START TASK INPUT

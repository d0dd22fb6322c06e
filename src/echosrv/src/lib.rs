//! An echo server on top of the xinet pollset and socket layer.
//!
//! Each connection alternates between two interests.  While Readable it
//! waits for data; one `recv` worth of bytes is stored and the connection
//! switches to Writable.  While Writable it sends the stored bytes back,
//! staying Writable until they have all gone out, then switches back to
//! Readable.  EOF or any hard error deregisters and closes the connection.

use std::collections::BTreeMap;
use std::os::unix::io::RawFd;
use std::sync::atomic::{AtomicBool, Ordering};

use log::{debug, info, trace, warn};
use serde::{Deserialize, Serialize};

use xinet::{
    ErrorKind, Interest, PollFd, Pollset, ReadyEvent, Result, SockAddr, SockFamily, SockOpt,
    SockProto, SockType, SocketLayer, XiConfig,
};

/// What a registration in the server's pollset stands for.
#[derive(Debug, Clone, Copy, PartialEq, Eq)]
pub enum Conn {
    Listener,
    Client(RawFd),
}

#[derive(Debug, Clone, PartialEq, Eq, Serialize, Deserialize)]
#[serde(default)]
pub struct ServerConfig {
    pub family: SockFamily,
    /// IP text, or the socket path for `Local`.
    pub host: String,
    /// 0 picks an ephemeral port.
    pub port: u16,
    /// Events taken per poll call.
    pub max_events: usize,
    /// Poll timeout used by [`EchoServer::run`].
    pub timeout_ms: i32,
    /// Bytes read per `recv`.
    pub recv_size: usize,
    pub xinet: XiConfig,
}

impl Default for ServerConfig {
    fn default() -> Self {
        ServerConfig {
            family: SockFamily::Inet,
            host: "127.0.0.1".to_string(),
            port: 0,
            max_events: 64,
            timeout_ms: 1000,
            recv_size: 4096,
            xinet: XiConfig::default(),
        }
    }
}

impl ServerConfig {
    pub fn listen_addr(&self) -> SockAddr {
        SockAddr {
            family: self.family,
            host: self.host.clone(),
            port: self.port,
        }
    }
}

pub struct EchoServer {
    layer: SocketLayer,
    pollset: Pollset<Conn>,
    listener: RawFd,
    /// Every client, with the bytes still to be echoed back.
    conns: BTreeMap<RawFd, Vec<u8>>,
    ready: Vec<ReadyEvent<Conn>>,
    max_events: usize,
    timeout_ms: i32,
    recv_size: usize,
}

impl EchoServer {
    /// Opens, binds and registers the listening socket.
    pub fn new(layer: SocketLayer, config: ServerConfig) -> Result<Self> {
        let pollset = config.xinet.new_pollset()?;
        let listener = open_listener(&layer, &config)?;
        if let Err(e) = pollset.add(PollFd::new(listener, Interest::Readable, Conn::Listener)) {
            let _ = layer.close(listener);
            return Err(e);
        }
        info!("listening on {}", config.listen_addr());
        Ok(EchoServer {
            layer,
            pollset,
            listener,
            conns: BTreeMap::new(),
            ready: Vec::with_capacity(config.max_events),
            max_events: config.max_events.max(1),
            timeout_ms: config.timeout_ms,
            recv_size: config.recv_size.max(1),
        })
    }

    /// The bound listening address, with the real port when 0 was asked for.
    pub fn local_addr(&self) -> Result<SockAddr> {
        self.layer.get_local(self.listener)
    }

    /// Open client connections.
    pub fn connections(&self) -> usize {
        self.conns.len()
    }

    pub fn layer(&self) -> &SocketLayer {
        &self.layer
    }

    /// One poll followed by dispatch of every ready event.  Returns the
    /// number of events handled.
    pub fn run_once(&mut self, timeout_ms: i32) -> Result<usize> {
        let mut ready = std::mem::take(&mut self.ready);
        let res = self.pollset.poll(&mut ready, self.max_events, timeout_ms);
        if let Ok(n) = res {
            trace!("{} ready", n);
            for ev in &ready {
                match ev.context {
                    Conn::Listener => self.on_accept(),
                    Conn::Client(fd) => match self.pollset.interest(fd) {
                        Some(Interest::Readable) => self.on_readable(fd),
                        Some(Interest::Writable) => self.on_writable(fd),
                        // dropped earlier in this batch
                        None => {}
                    },
                }
            }
        }
        self.ready = ready;
        res
    }

    /// Loops [`EchoServer::run_once`] until `stop` is set.  An interrupted
    /// wait just goes round again.
    pub fn run(&mut self, stop: &AtomicBool) -> Result<()> {
        while !stop.load(Ordering::Relaxed) {
            match self.run_once(self.timeout_ms) {
                Ok(_) => {}
                Err(e) if e.kind() == ErrorKind::Interrupted => continue,
                Err(e) => return Err(e),
            }
        }
        Ok(())
    }

    /// Deregisters and closes every client and the listener.
    pub fn shutdown(mut self) -> Result<()> {
        let fds: Vec<RawFd> = self.conns.keys().copied().collect();
        for fd in fds {
            self.drop_client(fd);
        }
        let _ = self.pollset.remove(self.listener);
        self.layer.close(self.listener)?;
        self.pollset.destroy()
    }

    fn on_accept(&mut self) {
        loop {
            let (fd, peer) = match self.layer.accept(self.listener) {
                Ok(accepted) => accepted,
                Err(e) if e.is_would_block() => return,
                Err(e) => {
                    warn!("accept failed: {}", e);
                    return;
                }
            };
            if let Err(e) = self.layer.opt_set(fd, SockOpt::Nonblock, 1) {
                warn!("cannot make {} non-blocking: {}", fd, e);
                let _ = self.layer.close(fd);
                continue;
            }
            if let Err(e) = self.pollset.add(PollFd::new(fd, Interest::Readable, Conn::Client(fd))) {
                warn!("refusing {} from {}: {}", fd, peer, e);
                let _ = self.layer.close(fd);
                continue;
            }
            debug!("client {} connected from {}", fd, peer);
            self.conns.insert(fd, Vec::new());
        }
    }

    fn on_readable(&mut self, fd: RawFd) {
        let mut buf = vec![0u8; self.recv_size];
        match self.layer.recv(fd, &mut buf) {
            Ok(0) => {
                debug!("client {} closed", fd);
                self.drop_client(fd);
            }
            Ok(n) => {
                buf.truncate(n);
                self.conns.insert(fd, buf);
                self.switch(fd, Interest::Writable);
            }
            Err(e) if e.is_would_block() => {}
            Err(e) => {
                debug!("recv on {}: {}", fd, e);
                self.drop_client(fd);
            }
        }
    }

    fn on_writable(&mut self, fd: RawFd) {
        let Some(pending) = self.conns.get_mut(&fd) else {
            return;
        };
        if pending.is_empty() {
            self.switch(fd, Interest::Readable);
            return;
        }
        match self.layer.send(fd, pending) {
            Ok(n) => {
                pending.drain(..n);
                if pending.is_empty() {
                    self.switch(fd, Interest::Readable);
                }
            }
            Err(e) if e.is_would_block() => {}
            Err(e) => {
                debug!("send on {}: {}", fd, e);
                self.drop_client(fd);
            }
        }
    }

    // remove+add rather than modify, so both backends go through the same
    // registration path
    fn switch(&mut self, fd: RawFd, interest: Interest) {
        let res = self
            .pollset
            .remove(fd)
            .and_then(|_| self.pollset.add(PollFd::new(fd, interest, Conn::Client(fd))));
        if let Err(e) = res {
            warn!("re-registering {} as {:?}: {}", fd, interest, e);
            self.drop_client(fd);
        }
    }

    fn drop_client(&mut self, fd: RawFd) {
        let _ = self.pollset.remove(fd);
        self.conns.remove(&fd);
        if let Err(e) = self.layer.close(fd) {
            warn!("close {}: {}", fd, e);
        }
    }
}

fn open_listener(layer: &SocketLayer, config: &ServerConfig) -> Result<RawFd> {
    let proto = match config.family {
        SockFamily::Local => SockProto::Ip,
        _ => SockProto::Tcp,
    };
    let fd = layer.open(config.family, SockType::Stream, proto)?;
    let setup = || -> Result<()> {
        layer.opt_set(fd, SockOpt::ReuseAddr, 1)?;
        layer.opt_set(fd, SockOpt::Nonblock, 1)?;
        layer.bind(fd, &config.listen_addr())?;
        layer.listen(fd, config.xinet.listen_backlog)
    };
    if let Err(e) = setup() {
        let _ = layer.close(fd);
        return Err(e);
    }
    Ok(fd)
}

#[cfg(test)]
mod tests {
    use super::*;

    use xinet::PollBackend;

    #[test]
    fn config_defaults_from_json() {
        let cfg: ServerConfig =
            serde_json::from_str(r#"{ "port": 7007, "xinet": { "pollset": { "backend": "poll" } } }"#)
                .unwrap();
        assert_eq!(cfg.port, 7007);
        assert_eq!(cfg.host, "127.0.0.1");
        assert_eq!(cfg.family, SockFamily::Inet);
        assert_eq!(cfg.xinet.pollset.backend, PollBackend::Poll);
        assert_eq!(cfg.listen_addr(), SockAddr::inet("127.0.0.1", 7007));
    }

    #[test]
    // a bad listen address fails cleanly and leaves nothing registered
    fn bad_address_leaks_nothing() {
        let layer = SocketLayer::default();
        let before = layer.open_count();
        let cfg = ServerConfig {
            host: "300.1.1.1".to_string(),
            ..ServerConfig::default()
        };
        let err = EchoServer::new(layer.clone(), cfg).err().unwrap();
        assert_eq!(err.kind(), ErrorKind::AddressInvalid);
        assert_eq!(layer.open_count(), before);
    }
}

END TASK INPUT

▶ TASK
Copy exactly the lines from the top of the entries through the line with "and the connection" in it, please, keeping both ends and adding nothing.

▶ ANSWER TO THIS EXERCISE
repository d0dd22fb6322c06e
filename src/echosrv/src/lib.rs
//! An echo server on top of the xinet pollset and socket layer.
//!
//! Each connection alternates between two interests.  While Readable it
//! waits for data; one `recv` worth of bytes is stored and the connection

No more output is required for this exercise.